I wrote this years ago as part of my therapy. I had to write about my “happy place”. It’s still relevant.
My mom was kind of a hippie. When I was a teenager living in the sticks of East Texas, she always went on nature walks, collected herbs, studied holistic medicine. I didn’t buy into any of it. She cut a little sanctuary for herself in the woods. It was just a circular clearing around a large oak tree in a sea of pine trees. There was a little white bench that was always covered in pine sap. I was caught smoking out there once because she noticed the bench had been cleaned and found a cigarette butt on the ground nearby that wasn’t hers.

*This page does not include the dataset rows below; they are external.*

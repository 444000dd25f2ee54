use std::{fs, path::PathBuf};

use falab_lib::{automaton::Fa, error::FaError};
use serde::Deserialize;

/// One persisted automaton record; `tuple` carries the automaton itself.
#[derive(Debug, Clone, Deserialize)]
pub struct FaRecord {
    #[allow(dead_code)]
    pub id: Option<String>,
    #[allow(dead_code)]
    #[serde(default)]
    pub description: Option<String>,
    pub tuple: Fa,
}

/// Read-only key to record lookup. A missing id is "no FA found", not an
/// internal failure.
pub trait RecordStore {
    fn get_by_id(&self, id: &str) -> Result<Fa, FaError>;
}

/// Records stored as `{id}.json` files in one directory. Each file holds a
/// record object or the one-element array shape of the upstream store.
pub struct DirStore {
    dir: PathBuf,
}

impl DirStore {
    pub fn new(dir: impl Into<PathBuf>) -> Self {
        DirStore { dir: dir.into() }
    }
}

impl RecordStore for DirStore {
    fn get_by_id(&self, id: &str) -> Result<Fa, FaError> {
        check_id(id)?;

        let path = self.dir.join(format!("{}.json", id));
        if !path.exists() {
            return Err(FaError::NotFound(format!("no FA found for id {}", id)));
        }

        let content = fs::read_to_string(&path)
            .map_err(|e| FaError::OperationFailed(format!("reading record {}: {}", id, e)))?;

        let record = match serde_json::from_str::<Vec<FaRecord>>(&content) {
            Ok(records) => match records.into_iter().next() {
                Some(record) => record,
                None => return Err(FaError::NotFound(format!("no FA found for id {}", id))),
            },
            Err(_) => serde_json::from_str::<FaRecord>(&content)
                .map_err(|e| FaError::InvalidAutomaton(format!("record {}: {}", id, e)))?,
        };

        let fa = record.tuple;
        fa.validate()?;
        Ok(fa)
    }
}

/// Ids are path components; restrict them to a safe character set.
fn check_id(id: &str) -> Result<(), FaError> {
    let safe = !id.is_empty()
        && id
            .chars()
            .all(|c| c.is_ascii_alphanumeric() || c == '-' || c == '_');

    if safe {
        Ok(())
    } else {
        Err(FaError::NotFound(format!("no FA found for id {}", id)))
    }
}

#[cfg(test)]
mod tests {
    use super::*;

    fn store_with(id: &str, content: &str) -> DirStore {
        let dir = std::env::temp_dir().join(format!("falab-store-{}", id));
        fs::create_dir_all(&dir).unwrap();
        fs::write(dir.join(format!("{}.json", id)), content).unwrap();
        DirStore::new(dir)
    }

    #[test]
    fn loads_the_tuple_from_a_record_array() {
        let content = r#"[{
            "id": "abc",
            "description": null,
            "tuple": {
                "alphabet": ["a"],
                "states": ["q0"],
                "initial": "q0",
                "acceptance": ["q0"],
                "transitions": [["q0"]]
            }
        }]"#;

        let store = store_with("abc", content);
        let fa = store.get_by_id("abc").unwrap();
        assert_eq!(fa.states, vec!["q0"]);
        assert!(fa.run("aaa").accepted);
    }

    #[test]
    fn missing_id_is_not_found() {
        let store = DirStore::new(std::env::temp_dir().join("falab-store-missing"));
        assert!(matches!(
            store.get_by_id("nope"),
            Err(FaError::NotFound(_))
        ));
    }

    #[test]
    fn empty_record_array_is_not_found() {
        let store = store_with("empty0", "[]");
        assert!(matches!(
            store.get_by_id("empty0"),
            Err(FaError::NotFound(_))
        ));
    }

    #[test]
    fn path_traversal_is_rejected() {
        let store = DirStore::new(std::env::temp_dir());
        assert!(matches!(
            store.get_by_id("../etc/passwd"),
            Err(FaError::NotFound(_))
        ));
    }
}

I never thought about the silence or serenity when I was a teenager. I didn’t need it. After living in a shit-hole desert for 12 years, all I want is that spot. For a while, I can hear the leaves of the oak rustling, but time seems to stop. Pine trees are generally silent, but their scent is undeniable. There must be a synergy between scent and sound, because I start to focus on the pine and everything else goes away. Even my hands sticking to the bench doesn’t bother me.
I used to bring my dog out on my hidden smoke breaks. He was a silver tip German Shepherd named Sebastian. Beautiful dog. He knew why I went out there, but he didn’t mind. He was an outdoorsman himself, coming home covered in dirt and pollen more than we liked. As I would poison my lungs, he would post up at the entrance to the clearing and sit stoically. Once the smoke cleared, he would sit at my feet, passively demanding attention.
I’m not a dog person. I can count the dogs I truly cared about on one hand. This guy was special. He was smart and loving. He didn’t beg for approval, he demanded your respect. Once you respected him, he would respect you. He was strong, unlike most dogs, and I could tell when he was in his “contemplative” mode, as he did the same with me. He was shot in the leg by a cattleman while chasing coyotes off his property. The owner knew it was Sebastian, as he always protected his land, but it was just a bad shot. He became an inside dog after he recovered, but he couldn’t run like he used to.
As a teenager, all I thought about was beating Lavos in Chrono Trigger or getting my next paycheck so I could gas up my 6 miles per gallon pickup and cruise the back roads. It’s impossible for me to go back. My family is still in East Texas, but worlds apart. Sebastian has been gone for years. The bench was falling into disrepair even before I left for the military, so by now it’s probably a collapsed pile of steel and lumber.
I can’t find a place like that in Tucson. It’s a dump. Every time I think of being back in Texas, I feel peace for a brief moment, until the realization that I’m still in Tucson ruins it.